Primo decennio del XX secolo. Mentre Almroth Edward Wright, in Inghilterra, riesce a convincere un riluttante Stato Maggiore a vaccinare i soldati contro il tifo, in Germania Paul Ehrlich è alla ricerca del ‘proiettile magico’ in grado di sconfiggere malattie incurabili per l’epoca, tipicamente la sifilide. Wright ebbe tra i suoi allievi A. Fleming lo scopritore della penicillina.
Due programmi diversi per il comune obiettivo di sconfiggere le malattie infettive: quella di Wright tendente ad attivare le difese dell’organismo, l’altra di Ehrlich che cerca il ‘proiettile magico’ in grado di colpire al cuore la malattia e debellerala.
Ehrlich, un pioniere della moderna biochimica, partendo dall’ipotesi che i processi vitali potessero essere ricondotti a reazioni chimiche, era convinto dell’affinità tra alcuni tessuti viventi e particolari sostanze chimiche. In seguito alla scoperta del Treponema pallidum, il batterio responsabile della sifilide, sperimentò nuove medicine su scimmie e conigli ai quali il batterio veniva inoculato. In collaborazione con il ricercatore giapponese Sahakiro Hata, Ehrlich trovò il composto 914, a base di arsenico, che si dimostrò efficace contro la sifilide, sebbene responsabile di pesanti effetti collaterali.

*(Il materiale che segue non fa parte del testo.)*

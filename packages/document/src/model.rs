//! # NodeDoc Model
//!
//! A NodeDoc is a titled, ordered sequence of typed content blocks. Documents
//! are values: an edit produces a new `NodeDoc`, it never patches one in place
//! behind a consumer's back.
//!
//! ```text
//! NodeDoc
//!  ├─ schemaVersion (always 1)
//!  ├─ title / summary / conceptKeys / estimatedMinutes
//!  └─ blocks[]
//!       └─ Block { id, type, ...kind fields, citations? }
//! ```

use serde::{Deserialize, Serialize};
use std::collections::BTreeSet;
use std::fmt;
use std::str::FromStr;

/// The only document format generation this crate understands
pub const SCHEMA_VERSION: u64 = 1;

/// Root document value
#[derive(Debug, Clone, PartialEq, Serialize)]
#[serde(rename_all = "camelCase")]
pub struct NodeDoc {
    pub schema_version: u64,
    pub title: String,
    pub summary: String,
    pub concept_keys: BTreeSet<String>,
    pub estimated_minutes: f64,
    pub blocks: Vec<Block>,
}

impl NodeDoc {
    /// Create an empty document at the current schema version
    pub fn new(title: impl Into<String>) -> Self {
        Self {
            schema_version: SCHEMA_VERSION,
            title: title.into(),
            summary: String::new(),
            concept_keys: BTreeSet::new(),
            estimated_minutes: 0.0,
            blocks: Vec::new(),
        }
    }

    /// Parse and validate a document from JSON text
    pub fn from_json(source: &str) -> Result<Self, crate::SchemaError> {
        let value: serde_json::Value = serde_json::from_str(source)
            .map_err(|e| crate::SchemaError::MalformedJson(e.to_string()))?;
        crate::validate(&value)
    }

    pub fn to_value(&self) -> serde_json::Value {
        // Every field serializes infallibly (string keys, finite numbers)
        serde_json::to_value(self).unwrap_or(serde_json::Value::Null)
    }

    pub fn to_json_pretty(&self) -> String {
        serde_json::to_string_pretty(self).unwrap_or_default()
    }

    pub fn block(&self, id: &str) -> Option<&Block> {
        self.blocks.iter().find(|b| b.id.as_str() == id)
    }

    pub fn position_of(&self, id: &str) -> Option<usize> {
        self.blocks.iter().position(|b| b.id.as_str() == id)
    }

    pub fn contains_block(&self, id: &str) -> bool {
        self.position_of(id).is_some()
    }

    pub fn len(&self) -> usize {
        self.blocks.len()
    }

    pub fn is_empty(&self) -> bool {
        self.blocks.is_empty()
    }
}

/// Stable block identifier, assigned once when the block is created
#[derive(Debug, Clone, PartialEq, Eq, PartialOrd, Ord, Hash, Serialize, Deserialize)]
#[serde(transparent)]
pub struct BlockId(String);

impl BlockId {
    pub fn new(id: impl Into<String>) -> Self {
        Self(id.into())
    }

    pub fn as_str(&self) -> &str {
        &self.0
    }
}

impl fmt::Display for BlockId {
    fn fmt(&self, f: &mut fmt::Formatter<'_>) -> fmt::Result {
        f.write_str(&self.0)
    }
}

impl From<String> for BlockId {
    fn from(id: String) -> Self {
        Self(id)
    }
}

impl From<&str> for BlockId {
    fn from(id: &str) -> Self {
        Self(id.to_string())
    }
}

/// One addressable unit of a document
#[derive(Debug, Clone, PartialEq, Serialize)]
pub struct Block {
    pub id: BlockId,

    #[serde(flatten)]
    pub content: BlockContent,
}

impl Block {
    pub fn new(id: impl Into<BlockId>, content: BlockContent) -> Self {
        Self {
            id: id.into(),
            content,
        }
    }

    pub fn kind(&self) -> BlockKind {
        self.content.kind()
    }

    pub fn citations(&self) -> &[Citation] {
        self.content.citations()
    }
}

/// Kind-specific block payload, tagged by `type` on the wire
#[derive(Debug, Clone, PartialEq, Serialize, Deserialize)]
#[serde(tag = "type", rename_all = "snake_case")]
pub enum BlockContent {
    Heading {
        level: u8,
        text: String,
    },

    Paragraph {
        text: String,
        #[serde(default)]
        citations: Vec<Citation>,
    },

    Callout {
        #[serde(default = "default_callout_variant")]
        variant: String,
        #[serde(default, skip_serializing_if = "Option::is_none")]
        title: Option<String>,
        text: String,
        #[serde(default)]
        citations: Vec<Citation>,
    },

    Code {
        #[serde(default, skip_serializing_if = "Option::is_none")]
        language: Option<String>,
        code: String,
    },

    Figure {
        src: String,
        #[serde(default, skip_serializing_if = "Option::is_none")]
        alt: Option<String>,
        #[serde(default, skip_serializing_if = "Option::is_none")]
        caption: Option<String>,
        #[serde(default)]
        citations: Vec<Citation>,
    },

    Video {
        url: String,
        #[serde(default, skip_serializing_if = "Option::is_none")]
        title: Option<String>,
    },

    Diagram {
        #[serde(default = "default_diagram_syntax")]
        syntax: String,
        source: String,
        #[serde(default, skip_serializing_if = "Option::is_none")]
        caption: Option<String>,
    },

    /// Rows are not required to match the column count
    Table {
        columns: Vec<String>,
        rows: Vec<Vec<String>>,
        #[serde(default, skip_serializing_if = "Option::is_none")]
        caption: Option<String>,
    },

    Equation {
        latex: String,
        #[serde(default, skip_serializing_if = "Option::is_none")]
        caption: Option<String>,
        #[serde(default)]
        citations: Vec<Citation>,
    },

    QuickCheck {
        prompt: String,
        choices: Vec<String>,
        #[serde(rename = "answerIndex", alias = "answer_index")]
        answer_index: usize,
        #[serde(default, skip_serializing_if = "Option::is_none")]
        explanation: Option<String>,
        #[serde(default)]
        citations: Vec<Citation>,
    },

    Flashcard {
        front: String,
        back: String,
        #[serde(default)]
        citations: Vec<Citation>,
    },

    Divider,
}

fn default_callout_variant() -> String {
    "note".to_string()
}

fn default_diagram_syntax() -> String {
    "mermaid".to_string()
}

impl BlockContent {
    pub fn kind(&self) -> BlockKind {
        match self {
            BlockContent::Heading { .. } => BlockKind::Heading,
            BlockContent::Paragraph { .. } => BlockKind::Paragraph,
            BlockContent::Callout { .. } => BlockKind::Callout,
            BlockContent::Code { .. } => BlockKind::Code,
            BlockContent::Figure { .. } => BlockKind::Figure,
            BlockContent::Video { .. } => BlockKind::Video,
            BlockContent::Diagram { .. } => BlockKind::Diagram,
            BlockContent::Table { .. } => BlockKind::Table,
            BlockContent::Equation { .. } => BlockKind::Equation,
            BlockContent::QuickCheck { .. } => BlockKind::QuickCheck,
            BlockContent::Flashcard { .. } => BlockKind::Flashcard,
            BlockContent::Divider => BlockKind::Divider,
        }
    }

    /// Citations carried by this block (empty for kinds without citations)
    pub fn citations(&self) -> &[Citation] {
        match self {
            BlockContent::Paragraph { citations, .. }
            | BlockContent::Callout { citations, .. }
            | BlockContent::Figure { citations, .. }
            | BlockContent::Equation { citations, .. }
            | BlockContent::QuickCheck { citations, .. }
            | BlockContent::Flashcard { citations, .. } => citations,
            BlockContent::Heading { .. }
            | BlockContent::Code { .. }
            | BlockContent::Video { .. }
            | BlockContent::Diagram { .. }
            | BlockContent::Table { .. }
            | BlockContent::Divider => &[],
        }
    }

    pub fn citations_mut(&mut self) -> Option<&mut Vec<Citation>> {
        match self {
            BlockContent::Paragraph { citations, .. }
            | BlockContent::Callout { citations, .. }
            | BlockContent::Figure { citations, .. }
            | BlockContent::Equation { citations, .. }
            | BlockContent::QuickCheck { citations, .. }
            | BlockContent::Flashcard { citations, .. } => Some(citations),
            _ => None,
        }
    }

    /// The text a proposal's before/after text refers to
    pub fn primary_text(&self) -> Option<&str> {
        match self {
            BlockContent::Heading { text, .. }
            | BlockContent::Paragraph { text, .. }
            | BlockContent::Callout { text, .. } => Some(text),
            BlockContent::Code { code, .. } => Some(code),
            BlockContent::Equation { latex, .. } => Some(latex),
            BlockContent::QuickCheck { prompt, .. } => Some(prompt),
            BlockContent::Flashcard { front, .. } => Some(front),
            BlockContent::Diagram { source, .. } => Some(source),
            BlockContent::Figure { caption, .. } | BlockContent::Table { caption, .. } => {
                caption.as_deref()
            }
            BlockContent::Video { title, .. } => title.as_deref(),
            BlockContent::Divider => None,
        }
    }

    /// Replace the primary text; returns false for kinds without one
    pub fn set_primary_text(&mut self, value: impl Into<String>) -> bool {
        let value = value.into();
        match self {
            BlockContent::Heading { text, .. }
            | BlockContent::Paragraph { text, .. }
            | BlockContent::Callout { text, .. } => *text = value,
            BlockContent::Code { code, .. } => *code = value,
            BlockContent::Equation { latex, .. } => *latex = value,
            BlockContent::QuickCheck { prompt, .. } => *prompt = value,
            BlockContent::Flashcard { front, .. } => *front = value,
            BlockContent::Diagram { source, .. } => *source = value,
            BlockContent::Figure { caption, .. } | BlockContent::Table { caption, .. } => {
                *caption = Some(value)
            }
            BlockContent::Video { title, .. } => *title = Some(value),
            BlockContent::Divider => return false,
        }
        true
    }

    /// Build a fresh block of `kind` whose only content is `text`
    ///
    /// Returns `None` for kinds that need more than a single text field to be
    /// valid (figures need a source, flashcards need a back, ...).
    pub fn from_text(kind: BlockKind, text: impl Into<String>) -> Option<Self> {
        let text = text.into();
        let content = match kind {
            BlockKind::Heading => BlockContent::Heading { level: 2, text },
            BlockKind::Paragraph => BlockContent::Paragraph {
                text,
                citations: Vec::new(),
            },
            BlockKind::Callout => BlockContent::Callout {
                variant: default_callout_variant(),
                title: None,
                text,
                citations: Vec::new(),
            },
            BlockKind::Code => BlockContent::Code {
                language: None,
                code: text,
            },
            BlockKind::Diagram => BlockContent::Diagram {
                syntax: default_diagram_syntax(),
                source: text,
                caption: None,
            },
            BlockKind::Equation => BlockContent::Equation {
                latex: text,
                caption: None,
                citations: Vec::new(),
            },
            BlockKind::Divider => BlockContent::Divider,
            BlockKind::Figure
            | BlockKind::Video
            | BlockKind::Table
            | BlockKind::QuickCheck
            | BlockKind::Flashcard => return None,
        };
        Some(content)
    }
}

/// The twelve block kinds of this format generation
#[derive(Debug, Clone, Copy, PartialEq, Eq, Hash, Serialize, Deserialize)]
#[serde(rename_all = "snake_case")]
pub enum BlockKind {
    Heading,
    Paragraph,
    Callout,
    Code,
    Figure,
    Video,
    Diagram,
    Table,
    Equation,
    QuickCheck,
    Flashcard,
    Divider,
}

impl BlockKind {
    pub const ALL: [BlockKind; 12] = [
        BlockKind::Heading,
        BlockKind::Paragraph,
        BlockKind::Callout,
        BlockKind::Code,
        BlockKind::Figure,
        BlockKind::Video,
        BlockKind::Diagram,
        BlockKind::Table,
        BlockKind::Equation,
        BlockKind::QuickCheck,
        BlockKind::Flashcard,
        BlockKind::Divider,
    ];

    pub fn as_str(&self) -> &'static str {
        match self {
            BlockKind::Heading => "heading",
            BlockKind::Paragraph => "paragraph",
            BlockKind::Callout => "callout",
            BlockKind::Code => "code",
            BlockKind::Figure => "figure",
            BlockKind::Video => "video",
            BlockKind::Diagram => "diagram",
            BlockKind::Table => "table",
            BlockKind::Equation => "equation",
            BlockKind::QuickCheck => "quick_check",
            BlockKind::Flashcard => "flashcard",
            BlockKind::Divider => "divider",
        }
    }

    /// Wire fields that must be present for this kind
    pub fn required_fields(&self) -> &'static [&'static str] {
        match self {
            BlockKind::Heading => &["level", "text"],
            BlockKind::Paragraph | BlockKind::Callout => &["text"],
            BlockKind::Code => &["code"],
            BlockKind::Figure => &["src"],
            BlockKind::Video => &["url"],
            BlockKind::Diagram => &["source"],
            BlockKind::Table => &["columns", "rows"],
            BlockKind::Equation => &["latex"],
            BlockKind::QuickCheck => &["prompt", "choices", "answerIndex"],
            BlockKind::Flashcard => &["front", "back"],
            BlockKind::Divider => &[],
        }
    }

    pub fn carries_citations(&self) -> bool {
        matches!(
            self,
            BlockKind::Paragraph
                | BlockKind::Callout
                | BlockKind::Figure
                | BlockKind::Equation
                | BlockKind::QuickCheck
                | BlockKind::Flashcard
        )
    }
}

impl fmt::Display for BlockKind {
    fn fmt(&self, f: &mut fmt::Formatter<'_>) -> fmt::Result {
        f.write_str(self.as_str())
    }
}

/// Error returned when a string names no known block kind
#[derive(Debug, Clone, PartialEq, Eq)]
pub struct UnknownBlockKind(pub String);

impl fmt::Display for UnknownBlockKind {
    fn fmt(&self, f: &mut fmt::Formatter<'_>) -> fmt::Result {
        write!(f, "unknown block kind `{}`", self.0)
    }
}

impl std::error::Error for UnknownBlockKind {}

impl FromStr for BlockKind {
    type Err = UnknownBlockKind;

    fn from_str(s: &str) -> Result<Self, Self::Err> {
        BlockKind::ALL
            .iter()
            .copied()
            .find(|kind| kind.as_str() == s)
            .ok_or_else(|| UnknownBlockKind(s.to_string()))
    }
}

/// Pointer from block content to a quoted source location
#[derive(Debug, Clone, PartialEq, Eq, PartialOrd, Ord, Hash, Serialize, Deserialize)]
#[serde(rename_all = "camelCase")]
pub struct Citation {
    #[serde(alias = "chunk_id")]
    pub chunk_id: String,
    pub quote: String,
    pub loc: CitationLoc,
}

impl Citation {
    pub fn new(chunk_id: impl Into<String>, quote: impl Into<String>, loc: CitationLoc) -> Self {
        Self {
            chunk_id: chunk_id.into(),
            quote: quote.into(),
            loc,
        }
    }
}

/// Location of a quote inside the source corpus
#[derive(Debug, Clone, Copy, PartialEq, Eq, PartialOrd, Ord, Hash, Serialize, Deserialize)]
pub struct CitationLoc {
    pub page: u64,
    pub start: u64,
    pub end: u64,
}

impl CitationLoc {
    pub fn new(page: u64, start: u64, end: u64) -> Self {
        Self { page, start, end }
    }
}
/// Apply a proposal, producing the next document
pub fn apply(proposal: &EditProposal, doc: &NodeDoc) -> Result<NodeDoc, ApplyError> {
    let target = resolve_target(proposal, doc)?;
    let kind = requested_kind(proposal)?;
    let current = &doc.blocks[target.index];

    if proposal.action.touches_target() {
        if current.kind() != kind {
            return Err(ApplyError::BlockTypeMismatch {
                expected: kind,
                found: current.kind(),
            });
        }
        check_not_stale(proposal, current)?;
    }

    let mut blocks = doc.blocks.clone();
    let affected = match proposal.action {
        ProposalAction::Delete => {
            blocks.remove(target.index);
            None
        }
        ProposalAction::Replace => {
            let block = build_block(proposal, kind, Some(current), current.id.clone(), target.index)?;
            blocks[target.index] = block.clone();
            Some((block, current.citations()))
        }
        ProposalAction::InsertBefore | ProposalAction::InsertAfter => {
            let at = if proposal.action == ProposalAction::InsertBefore {
                target.index
            } else {
                target.index + 1
            };
            let block = build_block(proposal, kind, None, fresh_block_id(proposal, doc), at)?;
            blocks.insert(at, block.clone());
            Some((block, &[][..]))
        }
    };

    let next = NodeDoc {
        schema_version: doc.schema_version,
        title: doc.title.clone(),
        summary: doc.summary.clone(),
        concept_keys: doc.concept_keys.clone(),
        estimated_minutes: doc.estimated_minutes,
        blocks,
    };

    check_document(&next)?;

    if let Some((block, before)) = affected {
        citations::check(&block)?;
        policy::enforce(proposal.citation_policy, before, block.citations())?;
    }

    Ok(next)
}

fn requested_kind(proposal: &EditProposal) -> Result<BlockKind, ApplyError> {
    proposal.block_type.known().ok_or_else(|| {
        ApplyError::InvalidProposal(format!("unknown block type `{}`", proposal.block_type))
    })
}
mod commands;

use clap::{Parser, Subcommand};
use colored::Colorize;
use commands::{
    apply_command, diff, init, listen, validate, ApplyArgs, DiffArgs, InitArgs, ListenArgs,
    ValidateArgs,
};
use tracing_subscriber::EnvFilter;

/// NodeDoc CLI - live sync and offline editing for NodeDoc documents
#[derive(Parser, Debug)]
#[command(name = "nodedoc")]
#[command(author, version, about, long_about = None)]
struct Cli {
    #[command(subcommand)]
    command: Command,
}

#[derive(Subcommand, Debug)]
enum Command {
    /// Write a nodedoc.config.json
    Init(InitArgs),

    /// Check documents against the schema and citation rules
    Validate(ValidateArgs),

    /// Apply one edit proposal to a document file
    Apply(ApplyArgs),

    /// Show block-level changes between two documents
    Diff(DiffArgs),

    /// Connect to the event stream and apply incoming proposals
    Listen(ListenArgs),
}

fn main() {
    tracing_subscriber::fmt()
        .with_env_filter(EnvFilter::from_default_env())
        .with_writer(std::io::stderr)
        .init();

    let cli = Cli::parse();

    let result = std::env::current_dir()
        .map_err(anyhow::Error::from)
        .and_then(|cwd| match cli.command {
            Command::Init(args) => init(args, &cwd),
            Command::Validate(args) => validate(args),
            Command::Apply(args) => apply_command(args),
            Command::Diff(args) => diff(args),
            Command::Listen(args) => listen(args, &cwd),
        });

    if let Err(err) = result {
        eprintln!();
        eprintln!("{} {:#}", "Error:".red().bold(), err);
        eprintln!();
        std::process::exit(1);
    }
}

Esso fu commercializzato col nome di Neosalvaran.
Ehrlich notò, inoltre, che i batteri si adattano ai farmaci e sono in grado di neutralizzarli. Ehrlich fu coinvolto in un’aspra polemica perché accusato di somministrare il farmaco a prostitute contro la loro volontà. Subì un processo dal quale uscì assolto ma fisicamente e psicologicamente debilitato.
Nel 1909 gli era stato conferito il premio Nobel per la medicina e la fisiologia (assieme a I. I. Mecnikov).